Предпринимались также частые попытки объяснить одиночество Чарли (как и одиночество Чаплина) сверхэгоизмом, эгоцентризмом.
Эгоизм — это понятно всем. Иначе с чего бы человеку с такими деньгами и умом, как Чаплин, томиться в одиночестве? Недруги Чаплина, выдавая его за сумасбродного эгоцентриста, а мнимые друзья — скорбя о его несговорчивости и недостатке общительности, одинаково способствовали буржуазной критике, всячески принижавшей его роль в мировом искусстве.
Эта принижающая, чрезвычайно субъективная критика сводилась к нескольким теориям. Чаще всего творчество Чаплина представлялось как результат самовыражения художника в связи с событиями его личной жизни, то есть объяснялось характером человека, а не объективными историческими условиями. Такая критика не испытывала недостатка в многозначительных рассуждениях о борьбе добра и зла в самой душе художника, о Чарли и Анти-Чарли, о Чаплине и СверхЧаплине.
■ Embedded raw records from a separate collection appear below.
//! Error types for the BiasLens core library.
//!
//! Uses `thiserror` for public API error types. Each failure class the pipeline
//! can raise has its own sub-enum so callers can branch on a stable kind.

use uuid::Uuid;

use crate::types::EvaluationStatus;

/// Top-level error type for the BiasLens core library.
#[derive(Debug, thiserror::Error)]
pub enum BiasLensError {
    #[error("Validation error: {0}")]
    Validation(#[from] ValidationError),

    #[error("State error: {0}")]
    State(#[from] StateError),

    #[error("Insufficient data: {0}")]
    InsufficientData(#[from] InsufficientDataError),

    #[error("Configuration error: {0}")]
    Config(#[from] ConfigError),

    #[error("Not found: {what} '{id}'")]
    NotFound { what: &'static str, id: String },

    #[error("Evaluation {id} was cancelled")]
    Cancelled { id: Uuid },

    #[error("IO error: {0}")]
    Io(#[from] std::io::Error),

    #[error("Serialization error: {0}")]
    Serialization(#[from] serde_json::Error),
}

/// Rejected inputs, detected at the entry of the offending operation.
#[derive(Debug, Clone, PartialEq, thiserror::Error)]
pub enum ValidationError {
    #[error("Unknown bias type: {name}")]
    UnknownBiasType { name: String },

    #[error("Iteration count {value} outside allowed range {min}..={max}")]
    IterationCountOutOfRange { value: u32, min: u32, max: u32 },

    #[error("Invalid recommendation mode: {mode} (expected technical, simplified or both)")]
    InvalidMode { mode: String },

    #[error("At least one bias type is required")]
    NoBiasTypes,

    #[error("Too many bias types: {count} (at most {max})")]
    TooManyBiasTypes { count: usize, max: usize },

    #[error("Invalid target system name: {reason}")]
    InvalidTarget { reason: String },

    #[error("Invalid zone thresholds: green {green} must not exceed yellow {yellow}")]
    InvalidThresholds { green: f64, yellow: f64 },

    #[error("Finding {finding} does not belong to evaluation {evaluation}")]
    ForeignFinding { finding: Uuid, evaluation: Uuid },

    #[error("Invalid baseline name: {reason}")]
    InvalidBaselineName { reason: String },

    #[error("Evaluation {id} is listed more than once")]
    DuplicateEvaluation { id: Uuid },

    #[error("Page limit {value} outside allowed range 1..={max}")]
    PageLimitOutOfRange { value: usize, max: usize },
}

/// Operations invoked on an evaluation in the wrong lifecycle state.
#[derive(Debug, Clone, PartialEq, thiserror::Error)]
pub enum StateError {
    #[error("Evaluation {id} is {status}, only pending evaluations can be executed")]
    NotPending { id: Uuid, status: EvaluationStatus },

    #[error("Evaluation {id} is {status}, a completed evaluation is required")]
    NotCompleted { id: Uuid, status: EvaluationStatus },

    #[error("Evaluation {id} is already being executed")]
    AlreadyRunning { id: Uuid },

    #[error("Cannot replace existing {what} '{id}'")]
    AlreadyExists { what: &'static str, id: String },

    #[error("Invalid state transition: {from} -> {to}")]
    InvalidTransition {
        from: EvaluationStatus,
        to: EvaluationStatus,
    },
}

/// Not enough samples to compute an aggregate.
#[derive(Debug, Clone, PartialEq, thiserror::Error)]
pub enum InsufficientDataError {
    #[error("No findings to aggregate")]
    NoFindings,

    #[error("Baseline requires at least {required} evaluations, got {got}")]
    BaselineSamples { required: usize, got: usize },
}

/// Errors from the configuration system.
#[derive(Debug, thiserror::Error)]
pub enum ConfigError {
    #[error("Invalid configuration: {message}")]
    Invalid { message: String },

    #[error("Configuration load error: {message}")]
    Load { message: String },
}

/// Stable error identity for callers translating errors into user messages.
#[derive(Debug, Clone, Copy, PartialEq, Eq, Hash)]
pub enum ErrorKind {
    Validation,
    State,
    InsufficientData,
    Config,
    NotFound,
    Cancelled,
    Io,
    Serialization,
}

impl BiasLensError {
    pub fn kind(&self) -> ErrorKind {
        match self {
            BiasLensError::Validation(_) => ErrorKind::Validation,
            BiasLensError::State(_) => ErrorKind::State,
            BiasLensError::InsufficientData(_) => ErrorKind::InsufficientData,
            BiasLensError::Config(_) => ErrorKind::Config,
            BiasLensError::NotFound { .. } => ErrorKind::NotFound,
            BiasLensError::Cancelled { .. } => ErrorKind::Cancelled,
            BiasLensError::Io(_) => ErrorKind::Io,
            BiasLensError::Serialization(_) => ErrorKind::Serialization,
        }
    }

    pub fn not_found(what: &'static str, id: impl ToString) -> Self {
        Self::NotFound {
            what,
            id: id.to_string(),
        }
    }
}

/// A type alias for results using the top-level `BiasLensError`.
pub type Result<T> = std::result::Result<T, BiasLensError>;

#[cfg(test)]
mod tests {
    use super::*;

    #[test]
    fn test_error_display_validation() {
        let err = BiasLensError::Validation(ValidationError::UnknownBiasType {
            name: "unknown_type".into(),
        });
        assert_eq!(
            err.to_string(),
            "Validation error: Unknown bias type: unknown_type"
        );
    }

    #[test]
    fn test_error_display_iteration_range() {
        let err = ValidationError::IterationCountOutOfRange {
            value: 5,
            min: 10,
            max: 100,
        };
        assert_eq!(
            err.to_string(),
            "Iteration count 5 outside allowed range 10..=100"
        );
    }

    #[test]
    fn test_error_display_state() {
        let id = Uuid::nil();
        let err = BiasLensError::State(StateError::NotPending {
            id,
            status: EvaluationStatus::Completed,
        });
        assert_eq!(
            err.to_string(),
            format!(
                "State error: Evaluation {id} is completed, only pending evaluations can be executed"
            )
        );
    }

    #[test]
    fn test_error_display_already_exists() {
        let err: BiasLensError = StateError::AlreadyExists {
            what: "baseline",
            id: "prod".into(),
        }
        .into();
        assert_eq!(err.kind(), ErrorKind::State);
        assert_eq!(
            err.to_string(),
            "State error: Cannot replace existing baseline 'prod'"
        );
    }

    #[test]
    fn test_error_display_insufficient_data() {
        let err: BiasLensError = InsufficientDataError::BaselineSamples {
            required: 2,
            got: 1,
        }
        .into();
        assert_eq!(
            err.to_string(),
            "Insufficient data: Baseline requires at least 2 evaluations, got 1"
        );
    }

    #[test]
    fn test_error_kind() {
        let err: BiasLensError = InsufficientDataError::NoFindings.into();
        assert_eq!(err.kind(), ErrorKind::InsufficientData);

        let err: BiasLensError = StateError::AlreadyRunning { id: Uuid::nil() }.into();
        assert_eq!(err.kind(), ErrorKind::State);

        let err = BiasLensError::not_found("evaluation", "abc");
        assert_eq!(err.kind(), ErrorKind::NotFound);
        assert_eq!(err.to_string(), "Not found: evaluation 'abc'");
    }

    #[test]
    fn test_error_from_io() {
        let io_err = std::io::Error::new(std::io::ErrorKind::NotFound, "file not found");
        let err: BiasLensError = io_err.into();
        assert!(matches!(err, BiasLensError::Io(_)));
    }

    #[test]
    fn test_error_from_serde() {
        let serde_err = serde_json::from_str::<serde_json::Value>("invalid json").unwrap_err();
        let err: BiasLensError = serde_err.into();
        assert!(matches!(err, BiasLensError::Serialization(_)));
    }
}
//! Configuration system for BiasLens.
//!
//! Uses `figment` for layered configuration: defaults -> config file -> environment -> CLI args.
//! Configuration is loaded from `~/.config/biaslens/config.toml` and/or
//! `.biaslens/config.toml` in the workspace directory.

use figment::{
    Figment,
    providers::{Env, Format, Serialized, Toml},
};
use serde::{Deserialize, Serialize};
use std::path::{Path, PathBuf};

use crate::error::ConfigError;
use crate::types::{
    BiasType, MAX_ITERATIONS, MAX_RECOMMENDATIONS, MIN_ITERATIONS, RecommendationMode,
};

/// Top-level configuration.
#[derive(Debug, Clone, PartialEq, Default, Serialize, Deserialize)]
pub struct BiasLensConfig {
    #[serde(default)]
    pub evaluation: EvaluationConfig,
    #[serde(default)]
    pub baseline: BaselineDefaults,
    #[serde(default)]
    pub drift: DriftConfig,
    #[serde(default)]
    pub recommendations: RecommendationConfig,
    #[serde(default)]
    pub storage: StorageConfig,
}

/// Defaults applied when a command does not name them explicitly.
#[derive(Debug, Clone, PartialEq, Serialize, Deserialize)]
pub struct EvaluationConfig {
    /// Bias types probed when none are given.
    #[serde(default = "default_heuristic_types")]
    pub heuristic_types: Vec<BiasType>,
    /// Trials per bias type (10-100).
    #[serde(default = "default_iteration_count")]
    pub iteration_count: u32,
    /// Fixed RNG seed for reproducible runs. Random when unset.
    #[serde(default)]
    pub seed: Option<u64>,
}

fn default_heuristic_types() -> Vec<BiasType> {
    BiasType::ALL.to_vec()
}
fn default_iteration_count() -> u32 {
    50
}

impl Default for EvaluationConfig {
    fn default() -> Self {
        Self {
            heuristic_types: default_heuristic_types(),
            iteration_count: default_iteration_count(),
            seed: None,
        }
    }
}

/// Baseline used to classify evaluations before a named one exists.
#[derive(Debug, Clone, PartialEq, Serialize, Deserialize)]
pub struct BaselineDefaults {
    #[serde(default = "default_baseline_name")]
    pub name: String,
    #[serde(default = "default_mean")]
    pub mean: f64,
    #[serde(default = "default_std_dev")]
    pub std_dev: f64,
    /// Explicit green threshold instead of `mean + 0.5σ`.
    #[serde(default)]
    pub green_zone_max: Option<f64>,
    /// Explicit yellow threshold instead of `mean + 1.5σ`.
    #[serde(default)]
    pub yellow_zone_max: Option<f64>,
}

fn default_baseline_name() -> String {
    "default".to_string()
}
fn default_mean() -> f64 {
    30.0
}
fn default_std_dev() -> f64 {
    15.0
}

impl Default for BaselineDefaults {
    fn default() -> Self {
        Self {
            name: default_baseline_name(),
            mean: default_mean(),
            std_dev: default_std_dev(),
            green_zone_max: None,
            yellow_zone_max: None,
        }
    }
}

/// Drift and trend sensitivity.
#[derive(Debug, Clone, PartialEq, Serialize, Deserialize)]
pub struct DriftConfig {
    /// |z| above which a score raises a drift alert.
    #[serde(default = "default_z_threshold")]
    pub z_threshold: f64,
    /// |slope| below which a trend counts as stable.
    #[serde(default = "default_stable_slope")]
    pub stable_slope: f64,
}

fn default_z_threshold() -> f64 {
    2.0
}
fn default_stable_slope() -> f64 {
    0.5
}

impl Default for DriftConfig {
    fn default() -> Self {
        Self {
            z_threshold: default_z_threshold(),
            stable_slope: default_stable_slope(),
        }
    }
}

#[derive(Debug, Clone, PartialEq, Serialize, Deserialize)]
pub struct RecommendationConfig {
    #[serde(default)]
    pub mode: RecommendationMode,
    #[serde(default = "default_max_recommendations")]
    pub max_recommendations: usize,
}

fn default_max_recommendations() -> usize {
    MAX_RECOMMENDATIONS
}

impl Default for RecommendationConfig {
    fn default() -> Self {
        Self {
            mode: RecommendationMode::default(),
            max_recommendations: default_max_recommendations(),
        }
    }
}

#[derive(Debug, Clone, PartialEq, Default, Serialize, Deserialize)]
pub struct StorageConfig {
    /// Where records and logs are written. Falls back to the platform data dir.
    #[serde(default)]
    pub data_dir: Option<PathBuf>,
}

impl StorageConfig {
    /// Resolve the data directory: explicit setting, then the platform data
    /// dir, then `.biaslens/data` under the workspace.
    pub fn resolve_data_dir(&self, workspace: &Path) -> PathBuf {
        if let Some(dir) = &self.data_dir {
            return dir.clone();
        }
        if let Some(dirs) = project_dirs() {
            return dirs.data_dir().to_path_buf();
        }
        workspace.join(".biaslens").join("data")
    }
}

impl BiasLensConfig {
    /// Reject values the pipeline cannot run with.
    pub fn validate(&self) -> Result<(), ConfigError> {
        let invalid = |message: String| -> Result<(), ConfigError> { Err(ConfigError::Invalid { message }) };

        if self.evaluation.heuristic_types.is_empty() {
            return invalid("evaluation.heuristic_types must name at least one bias type".into());
        }
        if !(MIN_ITERATIONS..=MAX_ITERATIONS).contains(&self.evaluation.iteration_count) {
            return invalid(format!(
                "evaluation.iteration_count {} outside {MIN_ITERATIONS}..={MAX_ITERATIONS}",
                self.evaluation.iteration_count
            ));
        }
        if !self.baseline.mean.is_finite() || !self.baseline.std_dev.is_finite() {
            return invalid("baseline.mean and baseline.std_dev must be finite".into());
        }
        if self.baseline.std_dev < 0.0 {
            return invalid(format!(
                "baseline.std_dev {} must not be negative",
                self.baseline.std_dev
            ));
        }
        if let (Some(green), Some(yellow)) =
            (self.baseline.green_zone_max, self.baseline.yellow_zone_max)
        {
            if green > yellow {
                return invalid(format!(
                    "baseline.green_zone_max {green} exceeds yellow_zone_max {yellow}"
                ));
            }
        }
        if self.drift.z_threshold.is_nan() || self.drift.z_threshold <= 0.0 {
            return invalid(format!(
                "drift.z_threshold {} must be positive",
                self.drift.z_threshold
            ));
        }
        if self.drift.stable_slope.is_nan() || self.drift.stable_slope < 0.0 {
            return invalid(format!(
                "drift.stable_slope {} must not be negative",
                self.drift.stable_slope
            ));
        }
        if self.recommendations.max_recommendations == 0
            || self.recommendations.max_recommendations > MAX_RECOMMENDATIONS
        {
            return invalid(format!(
                "recommendations.max_recommendations {} outside 1..={MAX_RECOMMENDATIONS}",
                self.recommendations.max_recommendations
            ));
        }
        Ok(())
    }

    /// Render as TOML, e.g. for `config init`.
    pub fn to_toml(&self) -> Result<String, ConfigError> {
        toml::to_string_pretty(self).map_err(|e| ConfigError::Invalid {
            message: e.to_string(),
        })
    }
}

fn project_dirs() -> Option<directories::ProjectDirs> {
    directories::ProjectDirs::from("dev", "biaslens", "biaslens")
}

/// Path of the workspace-level config file.
pub fn workspace_config_path(workspace: &Path) -> PathBuf {
    workspace.join(".biaslens").join("config.toml")
}

/// Load configuration from layered sources.
///
/// Priority (highest to lowest):
/// 1. Explicit overrides (passed as argument)
/// 2. Environment variables (prefixed with `BIASLENS_`)
/// 3. Workspace-local config (`.biaslens/config.toml`)
/// 4. User config (`~/.config/biaslens/config.toml`)
/// 5. Built-in defaults
///
/// The merged result is validated before it is returned.
pub fn load_config(
    workspace: Option<&Path>,
    overrides: Option<&BiasLensConfig>,
) -> Result<BiasLensConfig, ConfigError> {
    let mut figment = Figment::from(Serialized::defaults(BiasLensConfig::default()));

    if let Some(dirs) = project_dirs() {
        let user_config = dirs.config_dir().join("config.toml");
        if user_config.exists() {
            figment = figment.merge(Toml::file(&user_config));
        }
    }

    if let Some(ws) = workspace {
        let ws_config = workspace_config_path(ws);
        if ws_config.exists() {
            figment = figment.merge(Toml::file(&ws_config));
        }
    }

    // BIASLENS_EVALUATION__ITERATION_COUNT, BIASLENS_DRIFT__Z_THRESHOLD, ...
    figment = figment.merge(Env::prefixed("BIASLENS_").split("__"));

    if let Some(overrides) = overrides {
        figment = figment.merge(Serialized::defaults(overrides));
    }

    let config: BiasLensConfig = figment.extract().map_err(|e| ConfigError::Load {
        message: e.to_string(),
    })?;
    config.validate()?;
    Ok(config)
}

/// Check whether any BiasLens config file exists (user-level or workspace-level).
pub fn config_exists(workspace: Option<&Path>) -> bool {
    if let Some(dirs) = project_dirs() {
        if dirs.config_dir().join("config.toml").exists() {
            return true;
        }
    }
    workspace.is_some_and(|ws| workspace_config_path(ws).exists())
}

/// Write the default configuration to `.biaslens/config.toml` under `workspace`.
///
/// Refuses to overwrite an existing file unless `force` is set.
pub fn write_default_config(workspace: &Path, force: bool) -> Result<PathBuf, ConfigError> {
    let path = workspace_config_path(workspace);
    if path.exists() && !force {
        return Err(ConfigError::Invalid {
            message: format!("{} already exists", path.display()),
        });
    }
    let body = BiasLensConfig::default().to_toml()?;
    let write = || -> std::io::Result<()> {
        if let Some(parent) = path.parent() {
            std::fs::create_dir_all(parent)?;
        }
        std::fs::write(&path, body)
    };
    write().map_err(|e| ConfigError::Load {
        message: format!("failed to write {}: {e}", path.display()),
    })?;
    Ok(path)
}

#[cfg(test)]
mod tests {
    use super::*;

    #[test]
    fn test_defaults() {
        let config = BiasLensConfig::default();
        assert_eq!(config.evaluation.iteration_count, 50);
        assert_eq!(config.evaluation.heuristic_types.len(), 5);
        assert_eq!(config.baseline.mean, 30.0);
        assert_eq!(config.baseline.std_dev, 15.0);
        assert_eq!(config.drift.z_threshold, 2.0);
        assert_eq!(config.recommendations.mode, RecommendationMode::Both);
        assert_eq!(config.recommendations.max_recommendations, 7);
        assert!(config.validate().is_ok());
    }

    #[test]
    fn test_partial_toml_fills_defaults() {
        let config: BiasLensConfig = toml::from_str(
            r#"
[evaluation]
iteration_count = 20

[baseline]
green_zone_max = 40.0
"#,
        )
        .unwrap();
        assert_eq!(config.evaluation.iteration_count, 20);
        assert_eq!(config.evaluation.heuristic_types, BiasType::ALL.to_vec());
        assert_eq!(config.baseline.green_zone_max, Some(40.0));
        assert_eq!(config.baseline.mean, 30.0);
        assert_eq!(config.drift.stable_slope, 0.5);
    }

    #[test]
    fn test_validate_rejects_bad_values() {
        let mut config = BiasLensConfig::default();
        config.evaluation.iteration_count = 5;
        assert!(matches!(config.validate(), Err(ConfigError::Invalid { .. })));

        let mut config = BiasLensConfig::default();
        config.baseline.green_zone_max = Some(60.0);
        config.baseline.yellow_zone_max = Some(50.0);
        assert!(config.validate().is_err());

        let mut config = BiasLensConfig::default();
        config.recommendations.max_recommendations = 8;
        assert!(config.validate().is_err());

        let mut config = BiasLensConfig::default();
        config.drift.z_threshold = 0.0;
        assert!(config.validate().is_err());

        let mut config = BiasLensConfig::default();
        config.evaluation.heuristic_types.clear();
        assert!(config.validate().is_err());
    }

    #[test]
    fn test_load_config_with_overrides() {
        let mut overrides = BiasLensConfig::default();
        overrides.evaluation.iteration_count = 80;
        overrides.recommendations.mode = RecommendationMode::Technical;
        let config = load_config(None, Some(&overrides)).unwrap();
        assert_eq!(config.evaluation.iteration_count, 80);
        assert_eq!(config.recommendations.mode, RecommendationMode::Technical);
    }

    #[test]
    fn test_load_config_from_workspace() {
        let dir = tempfile::tempdir().unwrap();
        std::fs::create_dir_all(dir.path().join(".biaslens")).unwrap();
        std::fs::write(
            workspace_config_path(dir.path()),
            r#"
[evaluation]
heuristic_types = ["anchoring", "sunk_cost"]

[drift]
z_threshold = 3.0

[recommendations]
mode = "simplified"
"#,
        )
        .unwrap();

        assert!(config_exists(Some(dir.path())));
        let config = load_config(Some(dir.path()), None).unwrap();
        assert_eq!(
            config.evaluation.heuristic_types,
            vec![BiasType::Anchoring, BiasType::SunkCost]
        );
        assert_eq!(config.drift.z_threshold, 3.0);
        assert_eq!(config.recommendations.mode, RecommendationMode::Simplified);
    }

    #[test]
    fn test_load_config_invalid_workspace_file() {
        let dir = tempfile::tempdir().unwrap();
        std::fs::create_dir_all(dir.path().join(".biaslens")).unwrap();
        std::fs::write(
            workspace_config_path(dir.path()),
            "[evaluation]\niteration_count = 500\n",
        )
        .unwrap();
        assert!(matches!(
            load_config(Some(dir.path()), None),
            Err(ConfigError::Invalid { .. })
        ));
    }

    #[test]
    fn test_write_default_config_roundtrip() {
        let dir = tempfile::tempdir().unwrap();
        let path = write_default_config(dir.path(), false).unwrap();
        let body = std::fs::read_to_string(&path).unwrap();
        let parsed: BiasLensConfig = toml::from_str(&body).unwrap();
        assert_eq!(parsed, BiasLensConfig::default());

        assert!(write_default_config(dir.path(), false).is_err());
        assert!(write_default_config(dir.path(), true).is_ok());
    }

    #[test]
    fn test_resolve_data_dir_explicit() {
        let storage = StorageConfig {
            data_dir: Some(PathBuf::from("/tmp/biaslens-data")),
        };
        assert_eq!(
            storage.resolve_data_dir(Path::new(".")),
            PathBuf::from("/tmp/biaslens-data")
        );
    }
}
Он представлялся как самопроизвольно изливающийся сосуд неосознанных внутренних стремлений и борений. Как певец случайностей, которые правят миром.
Другая теория складывалась из психоаналитических попыток изобразить его творчество исключительно как расчеты с обществом за унизительное детство и за тяжелую юность. В каждом фильме выискивались подтверждающие параллели.
Или, наоборот, изучали его художественный метод как таковой, классифицировали приемы и трюки, искали так называемый «язык Чаплина», полностью игнорируя условия, в которых он жил и работал.
Была и «дружеская» критика, «медвежьего» характера, «выпрямляющая» чаплиновское творчество. Она, вероятно, исходила из гипотезы, что гениальный художник возникает сразу готовым, как Афина из головы Зевса, с раз навсегда решенным, безукоризненно прогрессивным мировоззрением. Этот художник иногда почему-то заблуждается, и тогда нужно искусственно «выпрямить» его линию.
Итальянский критик Умберто Барбаро в статье «Почему Чаплин наш» справедливо протестовал против превращения Чаплина в идеального борца за лучшее будущее. Чтобы восхищаться и любить, незачем его фальсифицировать и «выпрямлять». «Если даже у художника превратное представление о мире, — писал Барбаро, — это не мешает проявиться в его произведении верным и правдивым воззрениям, если произведение реалистическое, иначе говоря, произведение искусства. В том и состоит главное достоинство реалистического искусства… Оптимизм и человеческая солидарность существуют в воззрениях Чаплина, хотя их и нет в мире Чарли».
В Соединенных Штатах тоже были критики, стремившиеся к объективной, с материалистических позиций оценке его искусства.
«В наше время, — писал Паркер Тайлер, — грубо-топорная культура класса богачей, с ее обязательными уступками стандарту денег и стандарту материального комфорта, затрудняет жизнь тому типу людей, который персонифицирован в образе Чарли, простого человека с чувством юмора и непосредственным восприятием жизни, неспособного жить только ради заработка».
Гарри А. Грейс в интересной работе «Фильмы Чаплина и модели американской культуры» провел тематический анализ чаплиновских фильмов, исходя из предпосылки, что эти фильмы отражают время, когда они создавались. Грейс считал, что они прекрасно иллюстрируют историю культуры Америки тех лет.
В самом деле, его фильмы — как бы сатирическая энциклопедия стремительно летящей жизни. Хронология болезней общества. Этапы нисхождения культуры.
Первые пятьдесят семь чаплиновских комедий, писал Грейс, охватывали обширное поле человеческого опыта и раскрывали характер американского империализма в «безумные годы» накануне вступления Америки в первую мировую войну. В «Лечении» и «Тихой улице» сатирически отображена эпоха «морализма». «Иммигрант», обвиняющий власти в беззаконии, был посвящен острой проблеме «новых американцев». В фильме «Наплечо!» блистательно и бесподобно осмеяна первая мировая война.
Грейс указал на заслугу Чаплина, показавшего в «Золотой лихорадке» сатиру на американскую «эйфорию» 20-х годов. Высмеивая основы системы, находя ее несовместимой с идеями гуманизма, Чаплин способствовал пробуждению социального сознания. Наступили годы депрессии — и появились «Огни большого города», «Новые времена». Узурпаторы приходили к власти— и он клеймил их в «Великом диктаторе». Империализм показал свое лицо во второй мировой войне — и вышел «Мсье Верду», с его принципом «мир — это джунгли», с его бизнесом, построенным на убийствах.